WILMINGTON – Residents whose properties cut right through the proposed Illiana Expressway vented their frustrations during an informational meeting Wednesday night at city hall in Wilmington.
The $1.3 billion four-lane highway project appeared to be on the fast track to construction earlier this year, but has since been delayed amid concerns from the U.S. Fish and Wildlife Service about the project’s potential impact on endangered species.
In the meantime, residents’ lives are in limbo.
About 275 to 300 properties stand in the pathway of the planned 47-mile tollway, which would connect Interstate 55 in Wilmington to I-65 near Lowell, Indiana, and help alleviate congested traffic on Interstate 80 and local roads.
“You do understand why we’re crabby? You’re not dealing with our houses. You’re dealing with our homes,” said Jackie Danalewich, of Wilmington, whose home in the Foxtail Commons subdivision is adjacent to the planned Illiana route.
Danalewich was among the roughly 70 residents who attended the information meeting arranged by Will County Board member Ragan Freitag, R-Wilmington, Wednesday evening.
Two Illinois Department of Transportation land acquisition experts were in attendance to answer questions, along with Wilmington’s ombudsman, Mike Hansen, state Sen. Sue Rezin, R-Morris, and state Rep. John Anthony, R-Morris.
Federal approval is now expected in late summer or early fall, rather than the previously anticipated May, due to recently raised environmental concerns, state officials said, so appraisals have slowed considerably.
Under state law, appraisals are only valid for six months, so the 30 completed appraisals will have to be updated once a record of decision has been made, said Michael Cullian, realty specialist with IDOT’s land acquisition bureau.
Of the hundreds of properties in the pathway, 60 to 80 will require the total relocation of businesses, residences or farm operations, Cullian said.

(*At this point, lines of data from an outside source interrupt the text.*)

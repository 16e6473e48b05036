//! `City, Country` and `City, ST, USA` address rules.

use crate::validation::countries::{self, CountryMatch, USA};

#[derive(Debug, Clone, PartialEq, Eq)]
pub enum AddressCheck {
    /// Already in canonical form.
    Valid,
    /// Acceptable, but `canonical` is the preferred spelling.
    Rename { canonical: String, reason: String },
    Invalid(String),
}

impl AddressCheck {
    pub fn is_accepted(&self) -> bool {
        !matches!(self, Self::Invalid(_))
    }
}

pub fn check_address(address: &str) -> AddressCheck {
    let parts: Vec<&str> = address.split(',').map(str::trim).collect();
    if parts.iter().any(|part| part.is_empty()) || !(2..=3).contains(&parts.len()) {
        return AddressCheck::Invalid(format!(
            "address '{address}' should look like 'City, Country' or 'City, ST, USA'."
        ));
    }

    let written_country = parts[parts.len() - 1];
    if written_country == "Czechia" {
        return AddressCheck::Invalid(format!(
            "address '{address}' should use 'Czech Republic' instead of 'Czechia'."
        ));
    }

    let (country, renamed) = match countries::lookup(written_country) {
        CountryMatch::Canonical(name) => (name, false),
        CountryMatch::Alias(name) => (name, true),
        CountryMatch::Unknown => {
            let hint = countries::closest(written_country)
                .map(|name| format!(" Did you mean '{name}'?"))
                .unwrap_or_default();
            return AddressCheck::Invalid(format!(
                "unknown country '{written_country}' in address '{address}'.{hint}"
            ));
        }
    };

    match (parts.len(), country == USA) {
        (2, true) => {
            return AddressCheck::Invalid(format!(
                "US address '{address}' should look like 'City, ST, USA'."
            ));
        }
        (3, true) if !countries::is_us_state(parts[1]) => {
            return AddressCheck::Invalid(format!(
                "'{}' in address '{address}' is not a USPS state code.",
                parts[1]
            ));
        }
        (3, false) => {
            return AddressCheck::Invalid(format!(
                "address '{address}' should look like 'City, {country}'."
            ));
        }
        _ => {}
    }

    let mut canonical_parts = parts[..parts.len() - 1].to_vec();
    canonical_parts.push(country);
    let canonical = canonical_parts.join(", ");

    if renamed {
        AddressCheck::Rename {
            reason: format!("country '{written_country}' should be written as '{country}'."),
            canonical,
        }
    } else if canonical != address {
        AddressCheck::Rename {
            reason: format!("address '{address}' should be written as '{canonical}'."),
            canonical,
        }
    } else {
        AddressCheck::Valid
    }
}

#[cfg(test)]
mod tests {
    use super::*;

    fn renamed_to(address: &str) -> Option<String> {
        match check_address(address) {
            AddressCheck::Rename { canonical, .. } => Some(canonical),
            _ => None,
        }
    }

    #[test]
    fn canonical_addresses() {
        assert_eq!(check_address("Prague, Czech Republic"), AddressCheck::Valid);
        assert_eq!(check_address("Seattle, WA, USA"), AddressCheck::Valid);
        assert_eq!(check_address("Washington, D.C., USA"), AddressCheck::Valid);
    }

    #[test]
    fn czechia_is_rejected() {
        let verdict = check_address("Prague, Czechia");
        assert!(matches!(verdict, AddressCheck::Invalid(ref msg) if msg.contains("Czech Republic")));
    }

    #[test]
    fn us_needs_a_state() {
        assert!(!check_address("Seattle, USA").is_accepted());
        assert!(!check_address("Seattle, XX, USA").is_accepted());
        assert_eq!(
            renamed_to("Seattle, WA, United States").as_deref(),
            Some("Seattle, WA, USA")
        );
    }

    #[test]
    fn non_canonical_country_is_a_rename() {
        assert_eq!(renamed_to("Berlin, DEU").as_deref(), Some("Berlin, Germany"));
        assert_eq!(
            renamed_to("Moscow, Russian Federation").as_deref(),
            Some("Moscow, Russia")
        );
        assert!(check_address("Berlin, DEU").is_accepted());
    }

    #[test]
    fn whitespace_is_tolerated_and_canonicalized() {
        assert_eq!(renamed_to("Prague ,Czech Republic").as_deref(), Some("Prague, Czech Republic"));
    }

    #[test]
    fn unknown_country_gets_a_hint() {
        let verdict = check_address("Berlin, Germnay");
        assert!(matches!(verdict, AddressCheck::Invalid(ref msg) if msg.contains("'Germany'")));
    }

    #[test]
    fn malformed_shapes() {
        assert!(!check_address("Prague").is_accepted());
        assert!(!check_address("Prague, , Czech Republic").is_accepted());
        assert!(!check_address("Vancouver, BC, Canada").is_accepted());
    }
}
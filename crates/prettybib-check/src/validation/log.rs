use std::fmt;

use prettybib_core::Entry;
use serde::Serialize;
use tracing::debug;

#[derive(Debug, Clone, Copy, PartialEq, Eq, Serialize)]
pub enum Severity {
    Info,
    Error,
}

#[derive(Debug, Clone, Copy, PartialEq, Eq, Serialize)]
pub enum DiagnosticKind {
    MissingField,
    MalformedField,
    DuplicateTitle,
    LookupFailed,
    Fixed,
}

/// One line of the check log.
#[derive(Debug, Clone, PartialEq, Eq, Serialize)]
pub struct Diagnostic {
    pub entry_id: String,
    pub entry_type: String,
    pub severity: Severity,
    pub kind: DiagnosticKind,
    pub field: Option<String>,
    pub message: String,
}

impl Diagnostic {
    pub fn is_error(&self) -> bool {
        self.severity == Severity::Error
    }
}

impl fmt::Display for Diagnostic {
    fn fmt(&self, f: &mut fmt::Formatter<'_>) -> fmt::Result {
        write!(f, "{} ({}): {}", self.entry_id, self.entry_type, self.message)
    }
}

/// Diagnostics of a checking run in emission order, plus the exact-duplicate
/// title groups found along the way.
#[derive(Debug, Clone, Default)]
pub struct CheckLog {
    diagnostics: Vec<Diagnostic>,
    duplicate_titles: Vec<Vec<String>>,
}

impl CheckLog {
    pub fn new() -> Self {
        Self::default()
    }

    pub fn info(&mut self, entry: &Entry, field: Option<&str>, message: impl Into<String>) {
        self.push(entry, Severity::Info, DiagnosticKind::Fixed, field, message.into());
    }

    pub fn error(
        &mut self,
        entry: &Entry,
        kind: DiagnosticKind,
        field: Option<&str>,
        message: impl Into<String>,
    ) {
        self.push(entry, Severity::Error, kind, field, message.into());
    }

    fn push(
        &mut self,
        entry: &Entry,
        severity: Severity,
        kind: DiagnosticKind,
        field: Option<&str>,
        message: String,
    ) {
        let diagnostic = Diagnostic {
            entry_id: entry.id.clone(),
            entry_type: entry.entry_type.clone(),
            severity,
            kind,
            field: field.map(str::to_string),
            message,
        };
        debug!(?severity, ?kind, "{}", diagnostic);
        self.diagnostics.push(diagnostic);
    }

    pub fn diagnostics(&self) -> &[Diagnostic] {
        &self.diagnostics
    }

    pub fn error_count(&self) -> usize {
        self.diagnostics.iter().filter(|d| d.is_error()).count()
    }

    pub fn for_entry<'a>(&'a self, entry_id: &'a str) -> impl Iterator<Item = &'a Diagnostic> {
        self.diagnostics.iter().filter(move |d| d.entry_id == entry_id)
    }

    pub fn has(&self, entry_id: &str, kind: DiagnosticKind, field: &str) -> bool {
        self.for_entry(entry_id)
            .any(|d| d.kind == kind && d.field.as_deref() == Some(field))
    }

    pub fn record_duplicate_titles(&mut self, ids: Vec<String>) {
        self.duplicate_titles.push(ids);
    }

    /// Record ids sharing a normalized title, groups in discovery order.
    pub fn duplicate_titles(&self) -> &[Vec<String>] {
        &self.duplicate_titles
    }
}
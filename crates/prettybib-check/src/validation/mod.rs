//! The validation and repair engine.

pub mod address;
pub mod checker;
pub mod context;
pub mod countries;
pub mod dispatch;
pub mod fields;
pub mod log;
pub mod presence;

pub use address::{AddressCheck, check_address};
pub use checker::{DatabaseChecker, FieldIndexes, check_database};
pub use context::{CheckContext, IssnCache};
pub use dispatch::{check_entry, required_fields};
pub use fields::FieldValidator;
pub use log::{CheckLog, Diagnostic, DiagnosticKind, Severity};
pub use presence::check_field;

Once IDOT gets federal approval, the state agency will make formal offers via certified mail. Landowners who want to make a counter offer can do so by getting their own appraisal done – but at their own expense, said Hansen, the city’s ombudsman.
The state will pay fair market value for the properties, Cullian said.
Peotone farmer Virginia Hamann, of the No Illiana 4 Us group, was among the residents worried they won’t get a fair deal on the properties. Hamann even went as far as to say residents should get commercial value for their residential properties because that’s how the state intends to use their land.
“IDOT’s not buying our 80-acre dairy farm to put another dairy farm on it. You’re buying it to put a commercial highway so we should be paid commercial value,” Hamann said.
Others, including David Dodd, a general manager for Miken Transportation at Route 53 and New River Road, made the point that the highway would be a waste of taxpayers dollars because truckers won’t use the tolled road.
Semitrailer drivers will find routes where tolls aren’t required, meaning traffic congestion seen along Peotone Road and Route 53 will continue as it is today, he said.
“Why are we even talking about acquisition? We need to talk about why in the world are we building a [tollway] when the state has no money?” Dodd said. “No truck is going to take that [tollway] … Waste of money. Down the drain.”
Private investment is expected to cover the cost of the project, but the public-private partnership is a concept several residents believe will fail, leaving taxpayers footing the bill. IDOT officials have said the investment would be paid back out of tolls, but the rate is still unknown.
A private investment team should be selected to build and operate the highway by early 2015, but construction wouldn’t start until summer or fall of 2015.